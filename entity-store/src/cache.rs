//! Cache flag with a single self-expiring timer
//!
//! Setting the flag (re)arms one timer that flips it back after the
//! configured TTL; clearing it cancels the timer. At most one expiry is ever
//! pending per flag. Inside a tokio runtime the timer is a spawned task that
//! is aborted on cancel; outside one it is a sleeping thread.
//!
//! Every arming hands the expiry a [`TimerTicket`]. The expiry re-checks its
//! ticket under the flag's lock before writing, and re-arming happens under
//! the same lock, so a late expiry can never clear a freshly set flag.

use std::sync::atomic::{AtomicU64, Ordering};
use std::sync::Arc;
use std::thread;
use std::time::Duration;

use parking_lot::Mutex;
use tokio::runtime::Handle;
use tokio::task::AbortHandle;
use tracing::{trace, warn};

use crate::observable::{Observable, Subject};

/// One arming of a [`CacheTimer`]; stale once the timer is re-armed or
/// cancelled
#[derive(Debug, Clone)]
pub(crate) struct TimerTicket {
    generation: Arc<AtomicU64>,
    armed: u64,
}

impl TimerTicket {
    pub(crate) fn is_current(&self) -> bool {
        self.generation.load(Ordering::Acquire) == self.armed
    }
}

/// Single-shot deferred callback, re-armable
pub(crate) struct CacheTimer {
    generation: Arc<AtomicU64>,
    abort_handle: Mutex<Option<AbortHandle>>,
}

impl CacheTimer {
    pub(crate) fn new() -> Self {
        Self {
            generation: Arc::new(AtomicU64::new(0)),
            abort_handle: Mutex::new(None),
        }
    }

    /// Run `on_expire` after `ttl`, replacing any pending expiry
    pub(crate) fn arm(&self, ttl: Duration, on_expire: impl FnOnce(TimerTicket) + Send + 'static) -> TimerTicket {
        self.cancel();
        let ticket = TimerTicket {
            generation: Arc::clone(&self.generation),
            armed: self.generation.fetch_add(1, Ordering::AcqRel) + 1,
        };
        let fire = {
            let ticket = ticket.clone();
            move || on_expire(ticket)
        };

        match Handle::try_current() {
            Ok(handle) => {
                let task = handle.spawn(async move {
                    tokio::time::sleep(ttl).await;
                    fire();
                });
                *self.abort_handle.lock() = Some(task.abort_handle());
                trace!(ttl_ms = ttl.as_millis() as u64, "Armed cache timer task");
            }
            Err(_) => {
                let spawned = thread::Builder::new()
                    .name("entity-store-cache".into())
                    .spawn(move || {
                        thread::sleep(ttl);
                        fire();
                    });
                match spawned {
                    Ok(_) => trace!(ttl_ms = ttl.as_millis() as u64, "Armed cache timer thread"),
                    Err(e) => warn!(error = %e, "Failed to spawn cache timer thread"),
                }
            }
        }
        ticket
    }

    /// Drop the pending expiry, if any
    pub(crate) fn cancel(&self) {
        self.generation.fetch_add(1, Ordering::AcqRel);
        if let Some(handle) = self.abort_handle.lock().take() {
            handle.abort();
            trace!("Cancelled cache timer");
        }
    }

    #[cfg(test)]
    fn ticket(&self) -> TimerTicket {
        TimerTicket {
            generation: Arc::clone(&self.generation),
            armed: self.generation.load(Ordering::Acquire),
        }
    }
}

impl Drop for CacheTimer {
    fn drop(&mut self) {
        self.cancel();
    }
}

/// Clear `subject` if `ticket` still names the pending expiry
fn expire(subject: &Subject<bool>, ticket: &TimerTicket, store: &str) -> bool {
    let expired = subject.next_if(false, |current| *current && ticket.is_current());
    if expired {
        trace!(store, "Cache expired");
    } else {
        trace!(store, generation = ticket.armed, "Stale cache timer ignored");
    }
    expired
}

/// Observable cache flag backed by a [`CacheTimer`]
pub(crate) struct CacheFlag {
    subject: Subject<bool>,
    timer: CacheTimer,
    ttl: Option<Duration>,
}

impl CacheFlag {
    pub(crate) fn new(ttl: Option<Duration>) -> Self {
        Self {
            subject: Subject::new(false),
            timer: CacheTimer::new(),
            ttl,
        }
    }

    pub(crate) fn get(&self) -> bool {
        self.subject.value()
    }

    /// Set the flag; a no-op when no TTL is configured
    ///
    /// The timer is (re)armed or cancelled under the flag's lock, even when
    /// the value itself does not change.
    pub(crate) fn set(&self, store: &str, value: bool) {
        let Some(ttl) = self.ttl else {
            trace!(store, "Caching disabled; ignoring set_has_cache");
            return;
        };
        self.subject.next_if(value, |current| {
            if value {
                let subject = self.subject.clone();
                let name = store.to_string();
                self.timer.arm(ttl, move |ticket| {
                    expire(&subject, &ticket, &name);
                });
            } else {
                self.timer.cancel();
            }
            *current != value
        });
    }

    pub(crate) fn observable(&self) -> Observable<bool> {
        self.subject.observable().distinct_until_changed()
    }

    pub(crate) fn close(&self) {
        self.timer.cancel();
        self.subject.complete();
    }

    pub(crate) fn reset(&self) {
        self.subject.next_if(false, |current| {
            self.timer.cancel();
            *current
        });
    }
}

#[cfg(test)]
mod tests {
    use super::*;

    #[test]
    fn test_flag_expires_without_runtime() {
        let flag = CacheFlag::new(Some(Duration::from_millis(10)));
        flag.set("test", true);
        assert!(flag.get());
        thread::sleep(Duration::from_millis(40));
        assert!(!flag.get());
    }

    #[test]
    fn test_rearm_extends_expiry() {
        let flag = CacheFlag::new(Some(Duration::from_millis(30)));
        flag.set("test", true);
        thread::sleep(Duration::from_millis(20));
        flag.set("test", true);
        thread::sleep(Duration::from_millis(20));
        assert!(flag.get(), "first timer must have been superseded");
        thread::sleep(Duration::from_millis(40));
        assert!(!flag.get());
    }

    #[test]
    fn test_clear_cancels_timer() {
        let flag = CacheFlag::new(Some(Duration::from_millis(10)));
        flag.set("test", true);
        flag.set("test", false);
        assert!(!flag.get());
        thread::sleep(Duration::from_millis(30));
        assert!(!flag.get());
    }

    #[test]
    fn test_disabled_without_ttl() {
        let flag = CacheFlag::new(None);
        flag.set("test", true);
        assert!(!flag.get());
    }

    #[test]
    fn test_rearm_invalidates_earlier_ticket() {
        let timer = CacheTimer::new();
        let first = timer.arm(Duration::from_secs(60), |_| {});
        let second = timer.arm(Duration::from_secs(60), |_| {});
        assert!(!first.is_current());
        assert!(second.is_current());
        timer.cancel();
        assert!(!second.is_current());
    }

    #[test]
    fn test_late_expiry_keeps_rearmed_flag() {
        let flag = CacheFlag::new(Some(Duration::from_secs(60)));
        flag.set("test", true);
        let superseded = flag.timer.ticket();

        // The earlier expiry wakes up only after the flag was set again
        flag.set("test", true);
        assert!(!expire(&flag.subject, &superseded, "test"));
        assert!(flag.get());

        let pending = flag.timer.ticket();
        assert!(expire(&flag.subject, &pending, "test"));
        assert!(!flag.get());
    }

    #[test]
    fn test_concurrent_rearm_never_leaves_flag_cleared() {
        let flag = Arc::new(CacheFlag::new(Some(Duration::from_secs(60))));
        for _ in 0..50 {
            flag.set("test", true);
            let superseded = flag.timer.ticket();
            let racer = {
                let flag = Arc::clone(&flag);
                thread::spawn(move || expire(&flag.subject, &superseded, "test"))
            };
            flag.set("test", true);
            racer.join().unwrap();
            assert!(flag.get());
        }
    }

    #[tokio::test]
    async fn test_flag_expires_on_runtime() {
        let flag = CacheFlag::new(Some(Duration::from_millis(10)));
        flag.set("test", true);
        assert!(flag.get());
        tokio::time::sleep(Duration::from_millis(30)).await;
        assert!(!flag.get());
    }
}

### WHAT IS BEING ASKED
Go through the material above and return each line that holds the word "value".

### EXERCISE OUTPUT
        self.subject.value()
    /// the value itself does not change.
    pub(crate) fn set(&self, store: &str, value: bool) {
        self.subject.next_if(value, |current| {
            if value {
            *current != value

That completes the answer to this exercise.